Millions of people in Shanghai queued for a third day of mass COVID-19 testing on Thursday as authorities in several Chinese cities scrambled to stamp out new outbreaks that have rekindled worries about growth in the world’s second-largest economy.
Unless local officials succeed in preventing the virus from spreading, they could be compelled to invoke prolonged, major restrictions on residents’ movement, under China’s “dynamic zero COVID” strategy.
The country’s most populous city, Shanghai, has just emerged from a painful two-month lockdown and is again on high alert as it races to isolate infections linked to karaoke gatherings that had been taking place illegally.
Shanghai reported 54 new locally transmitted COVID-19 cases for Wednesday, versus 24 the previous day. More than 70 cases confirmed in recent days are linked to the karaoke joints, authorities said.

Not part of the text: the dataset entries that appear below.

use std::time::Duration;

use crate::escape::QueryType;

/// Sink for per-query timings, e.g. an external metrics exporter.
pub trait PerformanceMonitor: Send + Sync {
    fn record_query(&self, query_type: QueryType, duration: Duration, success: bool);
}

/// Forwards timings to the `tracing` subscriber.
#[derive(Debug, Default, Clone, Copy)]
pub struct TracingMonitor;

impl PerformanceMonitor for TracingMonitor {
    fn record_query(&self, query_type: QueryType, duration: Duration, success: bool) {
        tracing::debug!(
            ?query_type,
            duration_ms = u64::try_from(duration.as_millis()).unwrap_or(u64::MAX),
            success,
            "query timing"
        );
    }
}
//! Wiring of the query engine from configuration.

use std::sync::Arc;

use serde::Serialize;
use tokio::sync::broadcast;

use nebulix_query::batch::{BatchOptions, ChunkedBatchProcessor};
use nebulix_query::monitor::TracingMonitor;
use nebulix_query::parallel::{ParallelQueryResult, ParallelStats};
use nebulix_query::pipeline::PipelineStats;
use nebulix_query::retry::ExponentialBackoff;
use nebulix_query::runner::RunnerStats;
use nebulix_query::{
    CircuitBreaker, EventBus, ParallelQueryExecutor, ParallelQueryTask, Params, Query,
    QueryCache, QueryEvent, QueryExecutor, QueryOptions, QueryPipeline, QueryResult,
    QueryRunner, SessionManager,
};

use crate::config::Config;
use crate::error::CoreError;

/// Snapshot of every component's counters.
#[derive(Debug, Clone, Serialize)]
pub struct EngineStats {
    pub runner: RunnerStats,
    pub pipeline: PipelineStats,
    pub parallel: ParallelStats,
}

/// A runner, pipeline and parallel executor sharing one cache, breaker and
/// event bus.
pub struct QueryEngine {
    runner: Arc<QueryRunner>,
    pipeline: QueryPipeline,
    parallel: ParallelQueryExecutor,
    events: EventBus,
}

impl QueryEngine {
    /// Build every component from `config` on top of `sessions`.
    #[must_use]
    pub fn from_config(config: &Config, sessions: Arc<dyn SessionManager>) -> Self {
        let events = EventBus::new(config.events.capacity);
        let cache = Arc::new(QueryCache::new(&config.cache));
        let breaker = Arc::new(CircuitBreaker::new(&config.circuit_breaker));

        let runner = Arc::new(
            QueryRunner::new(config.runner.clone(), sessions, Arc::clone(&cache))
                .with_breaker(breaker)
                .with_retry_strategy(Arc::new(ExponentialBackoff::new(&config.retry)))
                .with_batch_processor(
                    Arc::new(ChunkedBatchProcessor),
                    BatchOptions::from(&config.batch),
                )
                .with_monitor(Arc::new(TracingMonitor))
                .with_events(events.clone()),
        );
        let executor: Arc<dyn QueryExecutor> = Arc::clone(&runner) as Arc<dyn QueryExecutor>;

        let pipeline = QueryPipeline::new(
            config.pipeline.clone(),
            Arc::clone(&executor),
            cache,
            events.clone(),
        )
        .with_cache_default(config.runner.enable_cache);
        let parallel = ParallelQueryExecutor::new(config.parallel.clone(), executor, events.clone());

        tracing::info!(
            cache_enabled = config.cache.enabled,
            breaker_enabled = config.circuit_breaker.enabled,
            pipeline_enabled = config.pipeline.enabled,
            parallel_concurrency = config.parallel.max_concurrency,
            "query engine ready"
        );

        Self {
            runner,
            pipeline,
            parallel,
            events,
        }
    }

    #[must_use]
    pub fn runner(&self) -> &QueryRunner {
        &self.runner
    }

    #[must_use]
    pub fn pipeline(&self) -> &QueryPipeline {
        &self.pipeline
    }

    #[must_use]
    pub fn parallel(&self) -> &ParallelQueryExecutor {
        &self.parallel
    }

    #[must_use]
    pub fn subscribe(&self) -> broadcast::Receiver<QueryEvent> {
        self.events.subscribe()
    }

    /// Run `query` through the staged pipeline.
    ///
    /// # Errors
    ///
    /// Returns [`CoreError::Pipeline`] when any stage reports an error, the
    /// pipeline times out or too many pipelines are in flight.
    pub async fn execute(
        &self,
        query: &str,
        params: Params,
        options: QueryOptions,
    ) -> Result<QueryResult, CoreError> {
        Ok(self.pipeline.execute(query, params, options).await?)
    }

    /// Run `query` directly on the runner, skipping pipeline stages.
    ///
    /// # Errors
    ///
    /// Returns [`CoreError::Query`] with the classified failure.
    pub async fn run(&self, query: &Query) -> Result<QueryResult, CoreError> {
        Ok(self.runner.run(query).await?)
    }

    /// Run `queries` in chunks, returning results in input order.
    ///
    /// # Errors
    ///
    /// Returns [`CoreError::Query`] if any chunk fails.
    pub async fn run_batch(&self, queries: Vec<Query>) -> Result<Vec<QueryResult>, CoreError> {
        Ok(self.runner.execute_batch(queries).await?)
    }

    pub async fn run_parallel(&self, tasks: Vec<ParallelQueryTask>) -> Vec<ParallelQueryResult> {
        self.parallel.execute_parallel(tasks).await
    }

    #[must_use]
    pub fn stats(&self) -> EngineStats {
        EngineStats {
            runner: self.runner.get_stats(),
            pipeline: self.pipeline.get_stats(),
            parallel: self.parallel.get_stats(),
        }
    }
}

Overall, mainland China reported 338 new local COVID cases for Wednesday, down from 353, with no new deaths, numbers that most countries would now consider insignificant.
But China’s approach of rigorously stamping out outbreaks as they occur has residents wary of more of the kind of restrictions that have caused mental stress and financial hardship for many, disrupted global supply chains and overseas trade, and rattled financial markets.
“A resurgence of Omicron is not an issue in most other countries, but it remains a predominant issue for the Chinese economy,” Nomura analysts wrote in a note, referring to the highly transmissible COVID variant.
As China is “by far the largest manufacturing centre in the world, any new waves of Omicron are likely to have a non-negligible impact,” they added.
Shanghai, China’s commercial hub, ordered most of its 25 million residents to take two compulsory COVID tests between Tuesday and Thursday.
Residents of the city frequently take self-administered tests in order to enter shopping malls or travel on public transport, and they also have to take part in city-wide testing every weekend until the end of July.
Another 50 residential compounds and venues were locked down on Thursday in Shanghai, taking the total to 81.
Around half of China’s 338 new cases were in the eastern Anhui province where more than one million people in small towns are locked down.
In Beijing, four new infections were reported, down from six the previous day.
The capital has mandated that from July 11 most people entering crowded venues, such as libraries, cinemas and gyms, will have to have been vaccinated.
After finding one COVID case involving someone who had arrived from Shanghai, the town of Xinjiang in the northern Shanxi province tested almost its entire 280,000 population, suspended taxis, ride-hailing and bus services, and closed various entertainment venues.
In a different province, Shaanxi, which reported four new cases, the cultural and tourism authority requested travel agencies to cancel group tours in its capital Xian, famed for its Terracotta Army.
China has justified its uncompromising coronavirus strategy by saying it is saving lives and is worth the “temporary” economic costs. Officials have contrasted the millions of COVID-linked deaths around the world with China’s reported death toll of 5,226 since the start of the pandemic two and a half years ago.
Analysts warn, however, that some costs may become permanent if China’s debt burden increases and if curbs lead to investors and foreign talent reconsidering their presence in the country.
Premier Li Keqiang was quoted by state media on Thursday as saying that China’s economy is recovering but the foundation of that recovery is not solid and hard work is still needed.
China is planning to set up a 500-billion yuan (US $75-billion) state infrastructure fund to revive the economy, two people with knowledge of the matter have told Reuters.